TASK: Every line of the records below should be restated exactly.
═════ SUPPLIED ENTRIES
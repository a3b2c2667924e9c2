//! Fabric CRUD through the catalog client against a live server.
//!
//! Run with: cargo test -p cushion-integration-tests

#![allow(clippy::unwrap_used)]

use cushion_core::{DEFAULT_COLOR, FabricFilter, FabricPatch, NewFabric};
use cushion_integration_tests::TestServer;
use cushion_storefront::{ApiError, Resource, ResourceState, RetryPolicy};
use rust_decimal::Decimal;

fn fabric(id: &str, name: &str, category: &str, order: i32) -> NewFabric {
    NewFabric {
        order: Some(order),
        ..NewFabric::new(id, name, category)
    }
}

// ============================================================================
// Health
// ============================================================================

#[tokio::test]
async fn test_health_endpoints() {
    let server = TestServer::spawn().await;
    let http = reqwest::Client::new();

    for path in ["/health", "/api/health", "/health/ready"] {
        let resp = http
            .get(format!("http://{}{path}", server.addr))
            .send()
            .await
            .expect("Failed to send request");
        assert_eq!(resp.status(), 200, "GET {path}");
    }
}

// ============================================================================
// CRUD
// ============================================================================

#[tokio::test]
async fn test_fabric_crud_round_trip() {
    let server = TestServer::spawn().await;
    let client = server.client();

    let created = client
        .create_fabric(&NewFabric {
            price_per_meter: Some(Decimal::new(4250, 2)),
            ..fabric("linen-sand", "Linen Sand", "indoor", 1)
        })
        .await
        .expect("create failed");
    assert_eq!(created.id.as_str(), "linen-sand");
    assert_eq!(created.color, DEFAULT_COLOR);
    assert_eq!(created.price_per_meter, Decimal::new(4250, 2));
    assert!(created.active);

    let fetched = client.fabric("linen-sand").await.expect("get failed");
    assert_eq!(fetched, created);

    let updated = client
        .update_fabric(
            "linen-sand",
            &FabricPatch {
                name: Some("Linen Dune".to_string()),
                ..FabricPatch::default()
            },
        )
        .await
        .expect("update failed");
    assert_eq!(updated.name, "Linen Dune");
    assert_eq!(updated.created_at, created.created_at);

    client.delete_fabric("linen-sand").await.expect("delete failed");

    let err = client.fabric("linen-sand").await.unwrap_err();
    assert_eq!(err.status(), Some(404));
    assert_eq!(err.to_string(), "Fabric not found");
}

#[tokio::test]
async fn test_duplicate_create_is_conflict() {
    let server = TestServer::spawn().await;
    let client = server.client();

    client
        .create_fabric(&fabric("velvet", "Velvet", "premium", 1))
        .await
        .expect("create failed");
    let err = client
        .create_fabric(&fabric("velvet", "Velvet Again", "premium", 2))
        .await
        .unwrap_err();

    assert!(matches!(err, ApiError::Status { status: 409, .. }));
    assert_eq!(err.to_string(), "Fabric with this ID already exists");
    assert!(!err.is_retryable());
}

#[tokio::test]
async fn test_list_filters_and_catalog_order() {
    let server = TestServer::spawn().await;
    let client = server.client();

    client.create_fabric(&fabric("b", "Bravo", "outdoor", 2)).await.unwrap();
    client.create_fabric(&fabric("a", "alpha", "outdoor", 2)).await.unwrap();
    client.create_fabric(&fabric("c", "Charlie", "indoor", 1)).await.unwrap();
    client
        .create_fabric(&NewFabric {
            active: Some(false),
            ..fabric("d", "Delta", "outdoor", 0)
        })
        .await
        .unwrap();

    let all = client.fabrics(&FabricFilter::default()).await.unwrap();
    let ids: Vec<&str> = all.iter().map(|f| f.id.as_str()).collect();
    assert_eq!(ids, ["d", "c", "a", "b"]);

    let active_outdoor = client
        .fabrics(&FabricFilter {
            category: Some("outdoor".to_string()),
            active: Some(true),
        })
        .await
        .unwrap();
    let ids: Vec<&str> = active_outdoor.iter().map(|f| f.id.as_str()).collect();
    assert_eq!(ids, ["a", "b"]);

    let categories = client.categories().await.unwrap();
    let summary: Vec<(&str, usize, &str)> = categories
        .iter()
        .map(|c| (c.name.as_str(), c.count, c.display_name.as_str()))
        .collect();
    assert_eq!(summary, [("indoor", 1, "Indoor"), ("outdoor", 2, "Outdoor")]);
}

// ============================================================================
// Cache coherence
// ============================================================================

#[tokio::test]
async fn test_writes_invalidate_the_writers_cache() {
    let server = TestServer::spawn().await;
    let writer = server.client();
    let bystander = server.client();

    writer.create_fabric(&fabric("a", "Alpha", "indoor", 1)).await.unwrap();

    assert_eq!(writer.fabrics(&FabricFilter::default()).await.unwrap().len(), 1);
    assert_eq!(bystander.fabrics(&FabricFilter::default()).await.unwrap().len(), 1);

    writer.create_fabric(&fabric("b", "Bravo", "indoor", 2)).await.unwrap();

    // The writer's list entries were invalidated; the bystander still serves
    // its cached list until it expires or is cleared.
    assert_eq!(writer.fabrics(&FabricFilter::default()).await.unwrap().len(), 2);
    assert_eq!(bystander.fabrics(&FabricFilter::default()).await.unwrap().len(), 1);

    bystander.clear_cache().await;
    assert_eq!(bystander.fabrics(&FabricFilter::default()).await.unwrap().len(), 2);
}

#[tokio::test]
async fn test_update_invalidates_single_fabric_entry() {
    let server = TestServer::spawn().await;
    let client = server.client();

    client.create_fabric(&fabric("a", "Alpha", "indoor", 1)).await.unwrap();
    assert_eq!(client.fabric("a").await.unwrap().name, "Alpha");

    client
        .update_fabric(
            "a",
            &FabricPatch {
                name: Some("Aleph".to_string()),
                ..FabricPatch::default()
            },
        )
        .await
        .unwrap();

    assert_eq!(client.fabric("a").await.unwrap().name, "Aleph");
}

// ============================================================================
// Resources
// ============================================================================

#[tokio::test]
async fn test_resources_load_from_server() {
    let server = TestServer::spawn().await;
    let client = server.client();
    client.create_fabric(&fabric("a", "Alpha", "sunproof", 1)).await.unwrap();

    let mut fabrics = Resource::fabrics(client.clone(), FabricFilter::active_only());
    assert!(fabrics.state().is_loading());
    let loaded = fabrics.load().await.data().map(Vec::len);
    assert_eq!(loaded, Some(1));

    let mut categories = Resource::categories(client);
    let state = categories.load().await;
    assert_eq!(state.data().and_then(|c| c.first()).map(|c| c.count), Some(1));
}

#[tokio::test]
async fn test_resource_for_unused_category_is_empty() {
    let server = TestServer::spawn().await;
    let client = server.client();

    let mut empty = Resource::fabrics(
        client,
        FabricFilter {
            category: Some("nothing-here".to_string()),
            active: None,
        },
    )
    .with_retry(RetryPolicy::none());
    assert_eq!(empty.load().await, &ResourceState::Ready(Vec::new()));
}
══════════
OUTPUT:
repository a3b2c2667924e9c2
//! Fabric CRUD through the catalog client against a live server.
//!
//! Run with: cargo test -p cushion-integration-tests

#![allow(clippy::unwrap_used)]

use cushion_core::{DEFAULT_COLOR, FabricFilter, FabricPatch, NewFabric};
use cushion_integration_tests::TestServer;
use cushion_storefront::{ApiError, Resource, ResourceState, RetryPolicy};
use rust_decimal::Decimal;

fn fabric(id: &str, name: &str, category: &str, order: i32) -> NewFabric {
    NewFabric {
        order: Some(order),
        ..NewFabric::new(id, name, category)
    }
}

// ============================================================================
// Health
// ============================================================================

#[tokio::test]
async fn test_health_endpoints() {
    let server = TestServer::spawn().await;
    let http = reqwest::Client::new();

    for path in ["/health", "/api/health", "/health/ready"] {
        let resp = http
            .get(format!("http://{}{path}", server.addr))
            .send()
            .await
            .expect("Failed to send request");
        assert_eq!(resp.status(), 200, "GET {path}");
    }
}

// ============================================================================
// CRUD
// ============================================================================

#[tokio::test]
async fn test_fabric_crud_round_trip() {
    let server = TestServer::spawn().await;
    let client = server.client();

    let created = client
        .create_fabric(&NewFabric {
            price_per_meter: Some(Decimal::new(4250, 2)),
            ..fabric("linen-sand", "Linen Sand", "indoor", 1)
        })
        .await
        .expect("create failed");
    assert_eq!(created.id.as_str(), "linen-sand");
    assert_eq!(created.color, DEFAULT_COLOR);
    assert_eq!(created.price_per_meter, Decimal::new(4250, 2));
    assert!(created.active);

    let fetched = client.fabric("linen-sand").await.expect("get failed");
    assert_eq!(fetched, created);

    let updated = client
        .update_fabric(
            "linen-sand",
            &FabricPatch {
                name: Some("Linen Dune".to_string()),
                ..FabricPatch::default()
            },
        )
        .await
        .expect("update failed");
    assert_eq!(updated.name, "Linen Dune");
    assert_eq!(updated.created_at, created.created_at);

    client.delete_fabric("linen-sand").await.expect("delete failed");

    let err = client.fabric("linen-sand").await.unwrap_err();
    assert_eq!(err.status(), Some(404));
    assert_eq!(err.to_string(), "Fabric not found");
}

#[tokio::test]
async fn test_duplicate_create_is_conflict() {
    let server = TestServer::spawn().await;
    let client = server.client();

    client
        .create_fabric(&fabric("velvet", "Velvet", "premium", 1))
        .await
        .expect("create failed");
    let err = client
        .create_fabric(&fabric("velvet", "Velvet Again", "premium", 2))
        .await
        .unwrap_err();

    assert!(matches!(err, ApiError::Status { status: 409, .. }));
    assert_eq!(err.to_string(), "Fabric with this ID already exists");
    assert!(!err.is_retryable());
}

#[tokio::test]
async fn test_list_filters_and_catalog_order() {
    let server = TestServer::spawn().await;
    let client = server.client();

    client.create_fabric(&fabric("b", "Bravo", "outdoor", 2)).await.unwrap();
    client.create_fabric(&fabric("a", "alpha", "outdoor", 2)).await.unwrap();
    client.create_fabric(&fabric("c", "Charlie", "indoor", 1)).await.unwrap();
    client
        .create_fabric(&NewFabric {
            active: Some(false),
            ..fabric("d", "Delta", "outdoor", 0)
        })
        .await
        .unwrap();

    let all = client.fabrics(&FabricFilter::default()).await.unwrap();
    let ids: Vec<&str> = all.iter().map(|f| f.id.as_str()).collect();
    assert_eq!(ids, ["d", "c", "a", "b"]);

    let active_outdoor = client
        .fabrics(&FabricFilter {
            category: Some("outdoor".to_string()),
            active: Some(true),
        })
        .await
        .unwrap();
    let ids: Vec<&str> = active_outdoor.iter().map(|f| f.id.as_str()).collect();
    assert_eq!(ids, ["a", "b"]);

    let categories = client.categories().await.unwrap();
    let summary: Vec<(&str, usize, &str)> = categories
        .iter()
        .map(|c| (c.name.as_str(), c.count, c.display_name.as_str()))
        .collect();
    assert_eq!(summary, [("indoor", 1, "Indoor"), ("outdoor", 2, "Outdoor")]);
}

// ============================================================================
// Cache coherence
// ============================================================================

#[tokio::test]
async fn test_writes_invalidate_the_writers_cache() {
    let server = TestServer::spawn().await;
    let writer = server.client();
    let bystander = server.client();

    writer.create_fabric(&fabric("a", "Alpha", "indoor", 1)).await.unwrap();

    assert_eq!(writer.fabrics(&FabricFilter::default()).await.unwrap().len(), 1);
    assert_eq!(bystander.fabrics(&FabricFilter::default()).await.unwrap().len(), 1);

    writer.create_fabric(&fabric("b", "Bravo", "indoor", 2)).await.unwrap();

    // The writer's list entries were invalidated; the bystander still serves
    // its cached list until it expires or is cleared.
    assert_eq!(writer.fabrics(&FabricFilter::default()).await.unwrap().len(), 2);
    assert_eq!(bystander.fabrics(&FabricFilter::default()).await.unwrap().len(), 1);

    bystander.clear_cache().await;
    assert_eq!(bystander.fabrics(&FabricFilter::default()).await.unwrap().len(), 2);
}

#[tokio::test]
async fn test_update_invalidates_single_fabric_entry() {
    let server = TestServer::spawn().await;
    let client = server.client();

    client.create_fabric(&fabric("a", "Alpha", "indoor", 1)).await.unwrap();
    assert_eq!(client.fabric("a").await.unwrap().name, "Alpha");

    client
        .update_fabric(
            "a",
            &FabricPatch {
                name: Some("Aleph".to_string()),
                ..FabricPatch::default()
            },
        )
        .await
        .unwrap();

    assert_eq!(client.fabric("a").await.unwrap().name, "Aleph");
}

// ============================================================================
// Resources
// ============================================================================

#[tokio::test]
async fn test_resources_load_from_server() {
    let server = TestServer::spawn().await;
    let client = server.client();
    client.create_fabric(&fabric("a", "Alpha", "sunproof", 1)).await.unwrap();

    let mut fabrics = Resource::fabrics(client.clone(), FabricFilter::active_only());
    assert!(fabrics.state().is_loading());
    let loaded = fabrics.load().await.data().map(Vec::len);
    assert_eq!(loaded, Some(1));

    let mut categories = Resource::categories(client);
    let state = categories.load().await;
    assert_eq!(state.data().and_then(|c| c.first()).map(|c| c.count), Some(1));
}

#[tokio::test]
async fn test_resource_for_unused_category_is_empty() {
    let server = TestServer::spawn().await;
    let client = server.client();

    let mut empty = Resource::fabrics(
        client,
        FabricFilter {
            category: Some("nothing-here".to_string()),
            active: None,
        },
    )
    .with_retry(RetryPolicy::none());
    assert_eq!(empty.load().await, &ResourceState::Ready(Vec::new()));
}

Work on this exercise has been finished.